La faute de Rose (F. CADIER)

« J’aurais pu la tuer !»

Lorsque Rose a rencontré Sean, jeune ouvrier agricole, elle pensait que ses parents béniraient leur mariage. Mais le couperet tombe brutalement : parce que Sean est un étranger, et qu’on ne sait rien de sa famille, il n’en est pas question. Alors les deux amoureux décident de s’enfuir, mais le patron de Sean est trouvé assassiné et le coupable tout désigné : celui qui a disparu. L’escapade se transforme en fuite éperdue. Rattrapés par la police, Rose est enfermée dans un couvent, où toutes les jeunes femmes qui ont fauté sont condamnées à y finir leurs jours, lavant sans relâche du linge. Les sœurs sont dures et sadiques, les murs sont hauts, pourtant, Rose ne renonce pas à s’enfuir, pour retrouver son amoureux. 

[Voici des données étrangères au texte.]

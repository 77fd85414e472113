use indexmap::IndexMap;
use serde::{Deserialize, Serialize};

use super::model::{ModelDef, ModelRef, Models, ReferenceableModel};
use super::path::PathDef;

/// Dialect the document was written in.
#[derive(Debug, Clone, Copy, PartialEq, Eq, Serialize)]
pub enum SpecVersion {
    #[serde(rename = "2.0")]
    Swagger2,
    #[serde(rename = "3.0")]
    OpenApi30,
    #[serde(rename = "3.1")]
    OpenApi31,
}

/// The normalized document.
#[derive(Debug, Clone, PartialEq, Serialize)]
pub struct Document {
    pub version: SpecVersion,
    pub info: Info,
    /// Referenceable models (objects and enums) in discovery order.
    pub models: Vec<ModelRef>,
    pub paths: Vec<PathDef>,
    pub servers: Vec<Server>,
    pub tags: Vec<Tag>,
    #[serde(skip_serializing_if = "IndexMap::is_empty")]
    pub security_schemes: IndexMap<String, SecurityScheme>,
    /// Every entity any handle in this document points at.
    pub entities: Models,
}

impl Document {
    pub fn model(&self, handle: ModelRef) -> &ModelDef {
        &self.entities[handle]
    }

    pub fn referenceable_models(&self) -> impl Iterator<Item = ReferenceableModel<'_>> {
        self.models
            .iter()
            .filter_map(|handle| ReferenceableModel::from_def(self.model(*handle)))
    }

    /// The referenceable model with this name, if any.
    pub fn find_model(&self, name: &str) -> Option<ModelRef> {
        self.models
            .iter()
            .copied()
            .find(|handle| self.model(*handle).name() == Some(name))
    }

    pub fn find_path(&self, url_pattern: &str, method: &str) -> Option<&PathDef> {
        self.paths.iter().find(|p| {
            p.url_pattern == url_pattern && p.method.as_str().eq_ignore_ascii_case(method)
        })
    }
}

/// Info object describing the API.
#[derive(Debug, Clone, PartialEq, Serialize, Deserialize)]
pub struct Info {
    pub title: String,

    #[serde(skip_serializing_if = "Option::is_none")]
    pub description: Option<String>,

    pub version: String,

    #[serde(rename = "termsOfService", skip_serializing_if = "Option::is_none")]
    pub terms_of_service: Option<String>,

    #[serde(skip_serializing_if = "Option::is_none")]
    pub contact: Option<Contact>,

    #[serde(skip_serializing_if = "Option::is_none")]
    pub license: Option<License>,
}

#[derive(Debug, Clone, PartialEq, Serialize, Deserialize)]
pub struct Contact {
    #[serde(skip_serializing_if = "Option::is_none")]
    pub name: Option<String>,
    #[serde(skip_serializing_if = "Option::is_none")]
    pub url: Option<String>,
    #[serde(skip_serializing_if = "Option::is_none")]
    pub email: Option<String>,
}

#[derive(Debug, Clone, PartialEq, Serialize, Deserialize)]
pub struct License {
    pub name: String,
    #[serde(skip_serializing_if = "Option::is_none")]
    pub url: Option<String>,
}

#[derive(Debug, Clone, PartialEq, Serialize, Deserialize)]
pub struct Tag {
    pub name: String,
    #[serde(skip_serializing_if = "Option::is_none")]
    pub description: Option<String>,
}

/// A server variable for URL templates.
#[derive(Debug, Clone, PartialEq, Serialize, Deserialize)]
pub struct ServerVariable {
    pub default: String,

    #[serde(skip_serializing_if = "Option::is_none")]
    pub description: Option<String>,

    #[serde(rename = "enum", default, skip_serializing_if = "Vec::is_empty")]
    pub enum_values: Vec<String>,
}

#[derive(Debug, Clone, PartialEq, Serialize, Deserialize)]
pub struct Server {
    pub url: String,

    #[serde(skip_serializing_if = "Option::is_none")]
    pub description: Option<String>,

    #[serde(default, skip_serializing_if = "IndexMap::is_empty")]
    pub variables: IndexMap<String, ServerVariable>,
}

#[derive(Debug, Clone, PartialEq, Eq, Serialize, Deserialize)]
#[serde(rename_all = "camelCase")]
pub enum SecuritySchemeType {
    ApiKey,
    Http,
    #[serde(rename = "oauth2")]
    OAuth2,
    OpenIdConnect,
    #[serde(rename = "mutualTLS")]
    MutualTls,
}

#[derive(Debug, Clone, PartialEq, Eq, Serialize, Deserialize)]
#[serde(rename_all = "lowercase")]
pub enum ApiKeyLocation {
    Query,
    Header,
    Cookie,
}

#[derive(Debug, Clone, Default, PartialEq, Serialize, Deserialize)]
pub struct OAuthFlows {
    #[serde(skip_serializing_if = "Option::is_none")]
    pub implicit: Option<OAuthFlow>,
    #[serde(skip_serializing_if = "Option::is_none")]
    pub password: Option<OAuthFlow>,
    #[serde(rename = "clientCredentials", skip_serializing_if = "Option::is_none")]
    pub client_credentials: Option<OAuthFlow>,
    #[serde(rename = "authorizationCode", skip_serializing_if = "Option::is_none")]
    pub authorization_code: Option<OAuthFlow>,
}

#[derive(Debug, Clone, Default, PartialEq, Serialize, Deserialize)]
pub struct OAuthFlow {
    #[serde(rename = "authorizationUrl", skip_serializing_if = "Option::is_none")]
    pub authorization_url: Option<String>,
    #[serde(rename = "tokenUrl", skip_serializing_if = "Option::is_none")]
    pub token_url: Option<String>,
    #[serde(rename = "refreshUrl", skip_serializing_if = "Option::is_none")]
    pub refresh_url: Option<String>,
    #[serde(default)]
    pub scopes: IndexMap<String, String>,
}

/// A security scheme, in 3.x vocabulary whatever the source dialect.
#[derive(Debug, Clone, PartialEq, Serialize, Deserialize)]
pub struct SecurityScheme {
    #[serde(rename = "type")]
    pub scheme_type: SecuritySchemeType,

    #[serde(skip_serializing_if = "Option::is_none")]
    pub description: Option<String>,

    #[serde(skip_serializing_if = "Option::is_none")]
    pub name: Option<String>,

    #[serde(rename = "in", skip_serializing_if = "Option::is_none")]
    pub location: Option<ApiKeyLocation>,

    #[serde(skip_serializing_if = "Option::is_none")]
    pub scheme: Option<String>,

    #[serde(rename = "bearerFormat", skip_serializing_if = "Option::is_none")]
    pub bearer_format: Option<String>,

    #[serde(skip_serializing_if = "Option::is_none")]
    pub flows: Option<OAuthFlows>,

    #[serde(rename = "openIdConnectUrl", skip_serializing_if = "Option::is_none")]
    pub open_id_connect_url: Option<String>,
}

/// Scheme name → required scopes.
pub type SecurityRequirement = IndexMap<String, Vec<String>>;
use percent_encoding::percent_decode_str;

use crate::error::ResolveError;

/// A parsed `$ref` value: an optional document and a JSON pointer into it.
#[derive(Debug, Clone, PartialEq, Eq)]
pub struct Reference {
    /// The `$ref` string as written.
    pub raw: String,
    /// Location of the target document, relative to the referring one.
    /// Empty for the same document.
    pub source: String,
    /// Property names / sequence indices from the target document's root.
    pub keys: Vec<String>,
}

impl Reference {
    pub fn parse(raw: &str) -> Result<Self, ResolveError> {
        let (source, fragment) = raw.split_once('#').unwrap_or((raw, ""));
        if source.is_empty() && !raw.starts_with('#') {
            return Err(ResolveError::InvalidRefFormat(raw.to_string()));
        }
        let keys = if fragment.is_empty() {
            Vec::new()
        } else if let Some(pointer) = fragment.strip_prefix('/') {
            pointer.split('/').map(decode_segment).collect()
        } else {
            return Err(ResolveError::InvalidRefFormat(raw.to_string()));
        };
        Ok(Self {
            raw: raw.to_string(),
            source: source.to_string(),
            keys,
        })
    }

    pub fn is_local(&self) -> bool {
        self.source.is_empty()
    }
}

fn decode_segment(segment: &str) -> String {
    percent_decode_str(segment)
        .decode_utf8_lossy()
        .replace("~1", "/")
        .replace("~0", "~")
}

#[cfg(test)]
mod tests {
    use super::*;

    #[test]
    fn local_pointer() {
        let r = Reference::parse("#/components/schemas/Pet").unwrap();
        assert!(r.is_local());
        assert_eq!(r.keys, vec!["components", "schemas", "Pet"]);
    }

    #[test]
    fn external_document_with_and_without_pointer() {
        let r = Reference::parse("common.yaml#/definitions/Error").unwrap();
        assert_eq!(r.source, "common.yaml");
        assert_eq!(r.keys, vec!["definitions", "Error"]);

        let whole = Reference::parse("pet.yaml").unwrap();
        assert_eq!(whole.source, "pet.yaml");
        assert!(whole.keys.is_empty());
    }

    #[test]
    fn escaped_segments_are_decoded() {
        let r = Reference::parse("#/paths/~1pets~1{id}/get/a~0b/with%20space").unwrap();
        assert_eq!(r.keys, vec!["paths", "/pets/{id}", "get", "a~b", "with space"]);
    }

    #[test]
    fn document_root_pointer() {
        assert!(Reference::parse("#").unwrap().keys.is_empty());
    }

    #[test]
    fn malformed_references() {
        assert!(matches!(
            Reference::parse("#components/schemas/Pet"),
            Err(ResolveError::InvalidRefFormat(_))
        ));
        assert!(matches!(
            Reference::parse(""),
            Err(ResolveError::InvalidRefFormat(_))
        ));
    }
}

Très court roman de cent dix pages, La Faute de Rose alterne deux temps de narration : celui du présent, où elle est emprisonnée dans le couvent des sœurs Magdalènes et cherche à tout prix à fuir, et celui d’un passé proche, lorsqu’elle a rencontré Sean, leurs rendez-vous secrets et leur fuite vers Dublin. La jeune fille sage et obéissante qui se dessine dans la première partie s’est muée en révoltée, prête à tout pour échapper à l’emprise du couvent, et la bonne catholique « ânone désormais des mots vides de sens » tout en rêvant de meurtre.

L’habileté de la narration de Florence CADIER laisse le champ libre à l’imagination du lecteur, posant çà et là par petites touches des bribes de souvenirs, des moments capitaux, et le laissant reconstituer le tout. Jusqu’à la fin, tout reste en suspens, Rose ne parvient pas à ôter de son esprit le doute quant à la culpabilité de Sean,  et le livre se clôt sur une curieuse impression, laissant un fond d’amertume malgré une fin (plutôt) heureuse.

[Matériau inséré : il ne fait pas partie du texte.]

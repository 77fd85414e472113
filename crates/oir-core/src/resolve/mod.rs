//! `$ref` resolution over the document [`Tree`].
//!
//! References are rewritten in place: the slot holding a reference map is
//! pointed at the target node, so every user of a schema shares the same
//! node and cycles in the document become cycles in the tree. A reference
//! carrying sibling keys gets a shallow copy of its target with the siblings
//! merged on top; the copy remembers the node it came from
//! ([`Tree::canonical`]). References that cannot be reached are reported and
//! turned into [`Node::Unresolved`].

mod location;
mod reference;

use std::collections::HashMap;

use log::debug;

pub use location::normalize_path;
pub use reference::Reference;

use crate::diagnostics::Diagnostics;
use crate::error::{ParseError, ResolveError};
use crate::load::ResourceLoader;
use crate::tree::{self, Dangling, Format, Node, NodeId, Tree};

#[derive(Debug, Clone)]
enum Slot {
    Key(NodeId, String),
    Index(NodeId, usize),
    Root,
}

#[derive(Debug)]
struct RefSite {
    slot: Slot,
    node: NodeId,
    path: Vec<String>,
}

#[derive(Debug, Clone)]
enum Outcome {
    Target(NodeId),
    Dangling { target: String, error: ResolveError },
}

pub struct RefResolver<'a> {
    tree: &'a mut Tree,
    loader: &'a dyn ResourceLoader,
    diagnostics: &'a mut Diagnostics,
    root_location: Option<String>,
    /// Location → root node of every document seen so far.
    documents: HashMap<String, NodeId>,
    /// Reference node → location of the document it was written in.
    owners: HashMap<NodeId, String>,
    outcomes: HashMap<NodeId, Outcome>,
    in_progress: Vec<NodeId>,
}

impl<'a> RefResolver<'a> {
    pub fn new(
        tree: &'a mut Tree,
        loader: &'a dyn ResourceLoader,
        diagnostics: &'a mut Diagnostics,
    ) -> Self {
        Self {
            tree,
            loader,
            diagnostics,
            root_location: None,
            documents: HashMap::new(),
            owners: HashMap::new(),
            outcomes: HashMap::new(),
            in_progress: Vec::new(),
        }
    }

    /// Load the document at `location` and resolve it along with everything
    /// it references. Returns the document root. Loads are memoized.
    pub fn load(&mut self, location: &str) -> Result<NodeId, ParseError> {
        if let Some(root) = self.documents.get(location) {
            return Ok(self.tree.follow(*root));
        }
        let bytes = self.loader.load(location)?;
        let format = Format::detect(location, &bytes);
        debug!("loaded {location} as {format:?} ({} bytes)", bytes.len());
        let root = tree::deserialize(self.tree, &bytes, format)?;
        self.resolve_tree(root, location)
    }

    /// Resolve every reference below `root`, a document already in the tree
    /// that was read from `location`.
    pub fn resolve_tree(&mut self, root: NodeId, location: &str) -> Result<NodeId, ParseError> {
        if self.root_location.is_none() {
            self.root_location = Some(location.to_string());
        }
        self.documents.insert(location.to_string(), root);

        let mut sites = Vec::new();
        collect(self.tree, root, Slot::Root, &mut Vec::new(), &mut sites);
        for site in &sites {
            self.owners.insert(site.node, location.to_string());
        }
        sites.sort_by_key(|site| std::cmp::Reverse(site.path.len()));
        debug!("{location}: {} references", sites.len());

        for site in sites {
            match self.target_of(site.node)? {
                Outcome::Target(target) => self.rewrite(&site, target),
                Outcome::Dangling { target, error } => {
                    self.report(location, &site.path, &error);
                    let reference = self
                        .tree
                        .ref_string(site.node)
                        .unwrap_or_default()
                        .to_string();
                    if !reference.is_empty() {
                        *self.tree.node_mut(site.node) =
                            Node::Unresolved(Dangling { reference, target });
                    }
                }
            }
        }
        Ok(self.tree.follow(root))
    }

    fn report(&mut self, location: &str, path: &[String], error: &ResolveError) {
        let mut scope = Vec::with_capacity(path.len() + 1);
        if self.root_location.as_deref() != Some(location) {
            scope.push(location.to_string());
        }
        scope.extend(path.iter().cloned());
        self.diagnostics.warn(scope, error.to_string());
    }

    fn rewrite(&mut self, site: &RefSite, target: NodeId) {
        match &site.slot {
            Slot::Key(parent, key) => {
                if let Node::Map(map) = self.tree.node_mut(*parent) {
                    map.insert(key.clone(), target);
                }
                self.tree.record_reference_slot(*parent, key);
            }
            Slot::Index(parent, index) => {
                if let Node::Seq(items) = self.tree.node_mut(*parent) {
                    items[*index] = target;
                }
            }
            Slot::Root => {}
        }
        self.tree.record_redirect(site.node, target);
    }

    fn target_of(&mut self, node: NodeId) -> Result<Outcome, ParseError> {
        if let Some(outcome) = self.outcomes.get(&node) {
            return Ok(outcome.clone());
        }
        let raw = self.tree.ref_string(node).unwrap_or_default().to_string();
        if self.in_progress.contains(&node) {
            return Ok(Outcome::Dangling {
                target: raw.clone(),
                error: ResolveError::CircularRef(raw),
            });
        }

        self.in_progress.push(node);
        let outcome = self.compute(node, &raw);
        self.in_progress.pop();
        let outcome = outcome?;
        self.outcomes.insert(node, outcome.clone());
        Ok(outcome)
    }

    fn compute(&mut self, node: NodeId, raw: &str) -> Result<Outcome, ParseError> {
        let reference = match Reference::parse(raw) {
            Ok(reference) => reference,
            Err(error) => {
                return Ok(Outcome::Dangling {
                    target: raw.to_string(),
                    error,
                });
            }
        };
        let base = self.owners.get(&node).cloned().unwrap_or_default();
        let target = match self.locate(&reference, &base)? {
            Outcome::Target(target) => target,
            dangling => return Ok(dangling),
        };
        debug!("{base}: {raw} -> {target}");
        Ok(Outcome::Target(self.overlay(node, target)))
    }

    /// Copy `target` with the reference's sibling keys on top, or return it
    /// untouched when there are none.
    fn overlay(&mut self, node: NodeId, target: NodeId) -> NodeId {
        let siblings: Vec<(String, NodeId)> = match self.tree.node(node) {
            Node::Map(map) => map
                .iter()
                .filter(|(key, _)| key.as_str() != "$ref")
                .map(|(key, id)| (key.clone(), *id))
                .collect(),
            _ => Vec::new(),
        };
        if siblings.is_empty() {
            return target;
        }
        let Node::Map(entries) = self.tree.node(target) else {
            return target;
        };
        let mut merged = entries.clone();
        merged.extend(siblings);
        let copy = self.tree.push(Node::Map(merged));
        self.tree.record_overlay(copy, target);
        copy
    }

    fn locate(&mut self, reference: &Reference, base: &str) -> Result<Outcome, ParseError> {
        let root = if reference.is_local() {
            match self.documents.get(base) {
                Some(root) => *root,
                None => {
                    return Ok(not_found(reference));
                }
            }
        } else {
            let location = normalize_path(&reference.source, base);
            self.load(&location)?
        };

        let mut current = match self.settle(root)? {
            Outcome::Target(id) => id,
            dangling => return Ok(dangling),
        };
        for key in &reference.keys {
            let next = match self.tree.node(current) {
                Node::Map(map) => map.get(key).copied(),
                Node::Seq(items) => key.parse::<usize>().ok().and_then(|i| items.get(i).copied()),
                _ => None,
            };
            let Some(next) = next else {
                return Ok(not_found(reference));
            };
            current = match self.settle(next)? {
                Outcome::Target(id) => id,
                dangling => return Ok(dangling),
            };
        }
        Ok(Outcome::Target(current))
    }

    /// The concrete node behind `id`: resolves it first if it is itself a
    /// reference met while walking a pointer.
    fn settle(&mut self, id: NodeId) -> Result<Outcome, ParseError> {
        let id = self.tree.follow(id);
        if let Node::Unresolved(dangling) = self.tree.node(id) {
            return Ok(Outcome::Dangling {
                target: dangling.target.clone(),
                error: ResolveError::RefTargetNotFound(dangling.target.clone()),
            });
        }
        if self.tree.ref_string(id).is_some() && self.owners.contains_key(&id) {
            return self.target_of(id);
        }
        Ok(Outcome::Target(id))
    }
}

fn not_found(reference: &Reference) -> Outcome {
    Outcome::Dangling {
        target: reference.raw.clone(),
        error: ResolveError::RefTargetNotFound(reference.raw.clone()),
    }
}

/// Depth-first walk of a freshly deserialized document collecting every
/// reference map, including references nested in a reference's siblings.
fn collect(tree: &Tree, id: NodeId, slot: Slot, path: &mut Vec<String>, sites: &mut Vec<RefSite>) {
    if tree.ref_string(id).is_some() {
        sites.push(RefSite {
            slot,
            node: id,
            path: path.clone(),
        });
    }
    match tree.node(id) {
        Node::Map(map) => {
            for (key, child) in map {
                if key == "$ref" {
                    continue;
                }
                path.push(key.clone());
                collect(tree, *child, Slot::Key(id, key.clone()), path, sites);
                path.pop();
            }
        }
        Node::Seq(items) => {
            for (index, child) in items.iter().enumerate() {
                path.push(index.to_string());
                collect(tree, *child, Slot::Index(id, index), path, sites);
                path.pop();
            }
        }
        _ => {}
    }
}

Le couvent des sœurs Magdalène a déjà inspiré le film de Peter MULLAN, sorti en 2002. On retrouve ici la même impression oppressante, l’inhumanité des bonnes sœurs et la religion prétexte à tous les asservissements. La Faute de Rose est un livre dur, difficile, mais édifiant.

J'ai toujours pensé que soeur Bridget et mère Abigail nous menaient en bateau. Pourquoi punir des filles pour des crimes qu’elles n’ont pas commis ? Laquelle d’entre nous est véritablement coupable ? Et coupable de quoi ? D’aimer, d’être aimée ? Je n'ai jamais rien lu de semblable dans la Bible. Je me souviens bien de mes cours de caté avec le curry de Clonakilty, le « aimez-vous les uns les autres » qu’il nous expliquait en long et en large et qu'il reprenait dans un sermon dominical. Alors, comment peuvent-elles nous contraindre à nous laver de nos péchés s’il n'y a pas eu faute ? Ne devraient-elles pas plutôt nous soutenir d'avoir été rejetée par nos familles ? Je me demande si elles ne tirent pas une certaine satisfaction de notre souffrance. C’est peut-être exagéré de le croire, mais il m’est arrivé de le voir sourire quand une de mes compagnes pleurait ! Elles ne ressentent aucune pitié quand nous sommes exténuées ou tristes. Les sentiments de compassion et d’empathie les ont désertées, leurs cœurs sont secs, comme leurs yeux et leur corps.

 

Florence CADIER, La Faute de Rose

Thierry Magnier

112 pages – 8 €

Paru en 2012

L’auteur : Florence CADIER a été élevée à la campagne, dans le Berry, au milieu de cinq frères et sœurs. Elle a été journaliste pendant de nombreuses années, en presse écrite puis audiovisuelle. Elle a commencé à écrire des livres pour la jeunesse en 1995 en pensant à ses deux enfants. Puis, de nombreux ouvrages pour la jeunesse ont suivi. Aujourd’hui, quand elle n’écrit pas, elle anime avec passion des ateliers d’écriture pour enfants en espérant leur transmettre l’envie de raconter des histoires et d’en écouter.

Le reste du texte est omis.